(Extracted records)

use thiserror::Error;

#[derive(Error, Debug)]
pub enum DustyError {
    #[error("Domain error: {0}")]
    DomainError(String),

    #[error("Configuration error: {0}")]
    ConfigError(String),

    #[error("IO error: {0}")]
    Io(#[from] std::io::Error),

    #[error("JSON error: {0}")]
    Json(#[from] serde_json::Error),
}

pub type DustyResult<T> = Result<T, DustyError>;

/// Reject non-finite or non-positive inputs with a [`DustyError::DomainError`].
pub fn require_positive(label: &str, value: f64) -> DustyResult<f64> {
    if !value.is_finite() || value <= 0.0 {
        return Err(DustyError::DomainError(format!(
            "{label} must be finite and > 0, got {value}"
        )));
    }
    Ok(value)
}

/// Reject non-finite or negative inputs with a [`DustyError::DomainError`].
pub fn require_non_negative(label: &str, value: f64) -> DustyResult<f64> {
    if !value.is_finite() || value < 0.0 {
        return Err(DustyError::DomainError(format!(
            "{label} must be finite and >= 0, got {value}"
        )));
    }
    Ok(value)
}

/// Reject non-finite or zero inputs with a [`DustyError::DomainError`].
pub fn require_nonzero(label: &str, value: f64) -> DustyResult<f64> {
    if !value.is_finite() || value == 0.0 {
        return Err(DustyError::DomainError(format!(
            "{label} must be finite and non-zero, got {value}"
        )));
    }
    Ok(value)
}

(End Extracted records)

Task instructions
The listing above holds a line with "pub enum DustyError" and a line with "non-finite or negative". Print the stretch from the first through the second, exactly and alone.

Answer box
pub enum DustyError {
    #[error("Domain error: {0}")]
    DomainError(String),

    #[error("Configuration error: {0}")]
    ConfigError(String),

    #[error("IO error: {0}")]
    Io(#[from] std::io::Error),

    #[error("JSON error: {0}")]
    Json(#[from] serde_json::Error),
}

pub type DustyResult<T> = Result<T, DustyError>;

/// Reject non-finite or non-positive inputs with a [`DustyError::DomainError`].
pub fn require_positive(label: &str, value: f64) -> DustyResult<f64> {
    if !value.is_finite() || value <= 0.0 {
        return Err(DustyError::DomainError(format!(
            "{label} must be finite and > 0, got {value}"
        )));
    }
    Ok(value)
}

/// Reject non-finite or negative inputs with a [`DustyError::DomainError`].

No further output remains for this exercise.